Aqueous zinc-ion batteries (AZIBs) face persistent challenges in reversibility, Coulombic efficiency (CE), and long-term cycling stability, primarily due to uncontrolled dendrite growth, parasitic hydrogen evolution reaction (HER), and sluggish desolvation kinetics of hydrated Zn2 + ions. Here, we introduce a zincophobic–hydrophobic synergistic strategy by incorporating a trace amount of tiron (TR) into a 2 M Zn(OTf)2 electrolyte. Contrary to conventional belief that zincophobicity impedes Zn deposition, TR simultaneously addresses all major failure modes. It preferentially adsorbs onto Zn surfaces, effectively blocking low nucleation overpotential sites and thereby guiding Zn2+ to deposit as uniform, petal-like nanostructures rather than dendrites. Concurrently, TR disrupts micelle-like [Zn(H₂O)ₙ]2+ solvation clusters via competitive coordination, forming a more labile solvation shell that lowers desolvation barriers and accelerates Zn2+ transport. In addition, the hydrophobic TR layer repels interfacial water, suppressing HER effectively.

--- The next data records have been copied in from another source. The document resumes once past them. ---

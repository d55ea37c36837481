use std::fs;
use std::io::Cursor;

use gwasqc::error::QcError;
use gwasqc::formatter::{
    FormatOptions, FormatterConfig, adjust_pvalue, adjust_stderr, format_file, format_stream,
};
use gwasqc::stats::chi_square_upper_quantile;
use gwasqc::types::Separator;
use tempfile::TempDir;

const INPUT: &str = "SNP\tPVALUE\tSTDERR\tN\tIMP_QUALITY\n\
rs1\t0.05\t0.1\t1000\t0.9\n\
rs2\tNA\t0.2\t500\tNA\n";

fn format(input: &str, lambda: f64) -> Result<(Vec<Vec<String>>, usize), QcError> {
    let options = FormatOptions {
        lambda,
        ..FormatOptions::default()
    };
    let mut out = Vec::new();
    let rows = format_stream(Cursor::new(input), &mut out, "input.txt", Separator::Tab, &options)?;
    let text = String::from_utf8(out).expect("utf8");
    let lines = text
        .lines()
        .map(|line| line.split('\t').map(str::to_string).collect())
        .collect();
    Ok((lines, rows))
}

fn number(token: &str) -> f64 {
    token.parse().expect("number")
}

#[test]
fn adjustment_inverts_inflation() {
    let lambda = 1.5;
    let adjusted = adjust_pvalue(0.05, lambda);
    assert!((adjusted - 0.1097).abs() < 1e-3, "{adjusted}");
    let ratio = chi_square_upper_quantile(0.05) / chi_square_upper_quantile(adjusted);
    assert!((ratio - lambda).abs() < 1e-4, "{ratio}");
    assert!((adjust_stderr(0.1, 4.0) - 0.2).abs() < 1e-12);
}

#[test]
fn lambda_at_most_one_leaves_values() {
    assert_eq!(adjust_pvalue(0.05, 1.0), 0.05);
    assert_eq!(adjust_pvalue(0.05, 0.9), 0.05);
    assert_eq!(adjust_stderr(0.1, 0.5), 0.1);
}

#[test]
fn appends_adjusted_columns() {
    let (lines, rows) = format(INPUT, 1.5).expect("format");
    assert_eq!(rows, 2);
    assert_eq!(lines[0].len(), 8);
    assert_eq!(
        lines[0],
        ["SNP", "PVALUE", "STDERR", "N", "IMP_QUALITY", "PVALUE_GC", "STDERR_GC", "N_EFF"]
    );

    let first = &lines[1];
    assert_eq!(first[..5], ["rs1", "0.05", "0.1", "1000", "0.9"]);
    assert!((number(&first[5]) - adjust_pvalue(0.05, 1.5)).abs() < 1e-12);
    assert!((number(&first[6]) - 0.1 * 1.5f64.sqrt()).abs() < 1e-12);
    assert!((number(&first[7]) - 900.0).abs() < 1e-9);

    let second = &lines[2];
    assert_eq!(second[5], "NA");
    assert!((number(&second[6]) - 0.2 * 1.5f64.sqrt()).abs() < 1e-12);
    assert_eq!(second[7], "NA");
}

#[test]
fn unit_lambda_copies_values() {
    let (lines, _) = format(INPUT, 1.0).expect("format");
    assert_eq!(lines[1][5], "0.05");
    assert_eq!(lines[1][6], "0.1");
}

#[test]
fn only_present_columns_are_added() {
    let (lines, _) = format("SNP\tPVALUE\nrs1\t0.5\n", 1.2).expect("format");
    assert_eq!(lines[0], ["SNP", "PVALUE", "PVALUE_GC"]);
    assert_eq!(lines[1].len(), 3);
}

#[test]
fn invalid_lambda_is_rejected() {
    for lambda in [0.0, -1.0, f64::NAN] {
        let err = format(INPUT, lambda).expect_err("invalid lambda");
        assert!(matches!(err, QcError::InvalidArgument(_)), "{err}");
    }
}

#[test]
fn malformed_row_is_reported() {
    let err = format("SNP\tPVALUE\nrs1\n", 1.0).expect_err("malformed");
    assert!(matches!(err, QcError::MalformedRow { line: 2, .. }));
}

#[test]
fn format_file_writes_gzip() {
    let dir = TempDir::new().expect("tempdir");
    let input = dir.path().join("input.txt");
    let output = dir.path().join("formatted.txt.gz");
    fs::write(&input, INPUT).expect("write input");

    let config = FormatterConfig {
        input,
        output: output.clone(),
        separator: Some(Separator::Tab),
        options: FormatOptions {
            lambda: 1.1,
            ..FormatOptions::default()
        },
    };
    assert_eq!(format_file(&config).expect("format file"), 2);

    let reader = gwasqc::io::open_reader(&output).expect("open output");
    let lines: Vec<String> = std::io::BufRead::lines(reader)
        .collect::<Result<_, _>>()
        .expect("read output");
    assert_eq!(lines.len(), 3);
    assert!(lines[0].ends_with("PVALUE_GC\tSTDERR_GC\tN_EFF"));
    let n_eff = lines[1].rsplit('\t').next().expect("n_eff");
    assert!((number(n_eff) - 900.0).abs() < 1e-9);
}

#[test]
fn renamed_sample_size_column_gets_n_eff() {
    let options = FormatOptions {
        n_total: "N_TOTAL".to_string(),
        lambda: 1.0,
        ..FormatOptions::default()
    };
    let input = INPUT.replacen("\tN\t", "\tn_total\t", 1);
    let mut out = Vec::new();
    format_stream(Cursor::new(input), &mut out, "input.txt", Separator::Tab, &options)
        .expect("format");
    let text = String::from_utf8(out).expect("utf8");
    let first: Vec<&str> = text.lines().nth(1).expect("row").split('\t').collect();
    assert_eq!(first.len(), 8);
    assert!((number(first[7]) - 900.0).abs() < 1e-9);
}

#[test]
fn empty_data_line_is_fatal() {
    let err = format("SNP\tPVALUE\nrs1\t0.5\n\nrs2\t0.1\n", 1.0).expect_err("empty line");
    match err {
        QcError::EmptyLine { file, line } => {
            assert_eq!(file, "input.txt");
            assert_eq!(line, 3);
        }
        other => panic!("unexpected error: {other}"),
    }
}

As a result, Zn||Zn symmetric cells exhibit an ultra-long cycling life of 1520 h (vs. 96 h control), Zn||Cu half-cells achieve a high CE of 98.8 %, and Zn||AC hybrid capacitors retain 95.1 % capacity over 5000 cycles. This work pioneers a generalizable solvation–interface co-engineering strategy that redefines the role of zincophobicity and hydrophobicity in Zn electrochemistry—offering a robust pathway toward high-performance, long-life aqueous zinc-based energy storage systems.